宏景 eHR /services/HrChangeInfoService XML 外部实体注入漏洞

影响产品：宏景-eHR CVSS：6.5 漏洞类型：XML外部实体注入 漏洞描述： HJSOFT eHR是宏景软件推出的人力资源管理系统，提供人事管理、薪酬管理、考勤管理、绩效管理等核心功能，广泛应用于企事业单位的人力资源信息化建设。HJSOFT eHR /services/HrChangeInfoService 接口存在XML外部实体注入漏洞，攻击者可通过构造恶意XML实体发起SSRF攻击或读取服务器敏感文件。 影响： HJSOFT eHR存在XML外部实体注入漏洞。
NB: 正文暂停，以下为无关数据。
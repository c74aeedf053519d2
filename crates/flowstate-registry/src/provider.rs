// Copyright (C) 2025 SyncMyOrders Sp. z o.o.
// SPDX-License-Identifier: AGPL-3.0-or-later
//! Descriptor providers.
//!
//! A provider contributes one or more file descriptors to the registry.
//! Providers are registered explicitly on the [`crate::TypeRegistryBuilder`]
//! by the application's composition root; there is no runtime discovery.
//! Sibling schemas (process-instance metadata, node-instance content, work
//! items) plug in here as external providers and round-trip through the same
//! registry.

use prost_types::FileDescriptorProto;

use crate::well_known;

/// A source of file descriptors for the registry.
///
/// `file_descriptors` is called exactly once, during registry construction.
/// Files must be ordered so that a file appears after every file it imports,
/// unless the import is already satisfied by a built-in or an earlier
/// provider.
pub trait DescriptorProvider {
    /// Provider name used in logs and conflict errors.
    fn name(&self) -> &str;

    /// The file descriptors this provider contributes.
    fn file_descriptors(&self) -> Vec<FileDescriptorProto>;
}

/// Built-in provider for the `flowstate.process` state schema.
#[derive(Debug, Default)]
pub struct ProcessStateProvider;

impl DescriptorProvider for ProcessStateProvider {
    fn name(&self) -> &str {
        "flowstate-process-state"
    }

    fn file_descriptors(&self) -> Vec<FileDescriptorProto> {
        vec![flowstate_protocol::descriptor::file_descriptor()]
    }
}

/// Built-in provider for the well-known Google types.
#[derive(Debug, Default)]
pub struct WellKnownTypesProvider;

impl DescriptorProvider for WellKnownTypesProvider {
    fn name(&self) -> &str {
        "google-well-known"
    }

    fn file_descriptors(&self) -> Vec<FileDescriptorProto> {
        well_known::file_descriptors()
    }
}

/// Adapter for supplying descriptors without a dedicated provider type,
/// e.g. a descriptor set loaded from configuration.
pub struct StaticDescriptorProvider {
    name: String,
    files: Vec<FileDescriptorProto>,
}

impl StaticDescriptorProvider {
    pub fn new(name: impl Into<String>, files: Vec<FileDescriptorProto>) -> Self {
        Self {
            name: name.into(),
            files,
        }
    }
}

impl DescriptorProvider for StaticDescriptorProvider {
    fn name(&self) -> &str {
        &self.name
    }

    fn file_descriptors(&self) -> Vec<FileDescriptorProto> {
        self.files.clone()
    }
}
// Copyright (C) 2025 SyncMyOrders Sp. z o.o.
// SPDX-License-Identifier: AGPL-3.0-or-later
//! Flowstate Registry - descriptor aggregation and `Any` resolution
//!
//! State payloads embed type-erased values (`Variable::value`,
//! `NodeInstance::content`) as `google.protobuf.Any`. Decoding one requires
//! a registry that maps the envelope's type URL back to a schema descriptor.
//! This crate builds that registry by merging:
//!
//! - the well-known Google types (wrappers, `Timestamp`, `Empty`, `Any`),
//! - the `flowstate.process` state schema from `flowstate-protocol`,
//! - descriptor sets from explicitly registered providers (sibling schemas,
//!   application extensions).
//!
//! # Usage
//!
//! ```
//! use flowstate_registry::TypeRegistry;
//!
//! let registry = TypeRegistry::new().unwrap();
//! assert!(registry.contains("flowstate.process.WorkflowContext"));
//! ```
//!
//! The registry is constructed once at application start, then shared
//! read-only. There is no global instance and no runtime provider
//! discovery; the composition root decides what goes in.

pub mod provider;
pub mod registry;
pub mod well_known;

// Re-export main types
pub use provider::{
    DescriptorProvider, ProcessStateProvider, StaticDescriptorProvider, WellKnownTypesProvider,
};
pub use registry::{ConflictPolicy, RegistryError, TypeRegistry, TypeRegistryBuilder, pack};
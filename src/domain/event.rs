//! Normalized stream events.
//!
//! The decoder maps every accepted wire shape onto this tagged union; it
//! is the only place the venue's `event_type` strings exist. Everything
//! downstream (harness, strategy, engine) matches on variants.

use serde::{Deserialize, Serialize};

/// One price level of an order book.
#[derive(Debug, Clone, Copy, PartialEq, Serialize, Deserialize)]
pub struct BookLevel {
    pub price: f64,
    pub size: f64,
}

/// User-channel order event kind.
#[derive(Debug, Clone, Copy, PartialEq, Eq, Serialize, Deserialize)]
pub enum OrderEventKind {
    /// Order accepted / placed (`order`).
    Placement,
    /// Order (partially) filled (`order_fill`).
    Fill,
    /// Order cancelled (`order_cancel`).
    Cancellation,
}

/// A normalized event from either stream channel.
#[derive(Debug, Clone, Serialize, Deserialize)]
pub enum MarketEvent {
    /// Last-trade/quote price change for one outcome token.
    PriceChange {
        market_id: String,
        token_id: String,
        price: f64,
        best_bid: Option<f64>,
        best_ask: Option<f64>,
        timestamp_ms: u64,
    },
    /// Order book snapshot for one outcome token.
    Book {
        market_id: String,
        token_id: String,
        bids: Vec<BookLevel>,
        asks: Vec<BookLevel>,
        timestamp_ms: u64,
    },
    /// Public trade print.
    Trade {
        market_id: String,
        token_id: String,
        price: f64,
        size: f64,
        timestamp_ms: u64,
    },
    /// Order lifecycle event from the authenticated user channel.
    OrderUpdate {
        order_id: String,
        kind: OrderEventKind,
        price: Option<f64>,
        size: Option<f64>,
        /// Venue fill identifier, used to deduplicate redelivered fills.
        trade_id: Option<String>,
        timestamp_ms: u64,
    },
}

impl MarketEvent {
    /// The outcome token this event concerns, when it has one.
    pub fn token_id(&self) -> Option<&str> {
        match self {
            Self::PriceChange { token_id, .. }
            | Self::Book { token_id, .. }
            | Self::Trade { token_id, .. } => Some(token_id),
            Self::OrderUpdate { .. } => None,
        }
    }

    /// Short name for logging.
    pub fn kind_name(&self) -> &'static str {
        match self {
            Self::PriceChange { .. } => "price_change",
            Self::Book { .. } => "book",
            Self::Trade { .. } => "trade",
            Self::OrderUpdate { .. } => "order_update",
        }
    }
}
攻击者可利用该漏洞发起SSRF攻击探测内网服务，或读取服务器敏感文件，可能导致信息泄露和系统沦陷。 修复建议： 1、禁用XML外部实体引用（LIBXML_DISABLE_ENTITY_LOADER）。2、使用简单的XML解析器，禁用DTD解析。3、白名单验证XML输入。4、过滤用户输入中的XML关键字。 FOFA： (title="人力资源信息管理系统" && body="src=\"/images/hcm/copyright.gif\"") || body="src=\"/images/hcm/themes/default/login/login_banner2.png?v=12334\"" || body="src=\"/general/sys/hjaxmanage.js\"" || body="宏景软件 版权所有</div>" || banner="templates/index/hcmlogon.jsp"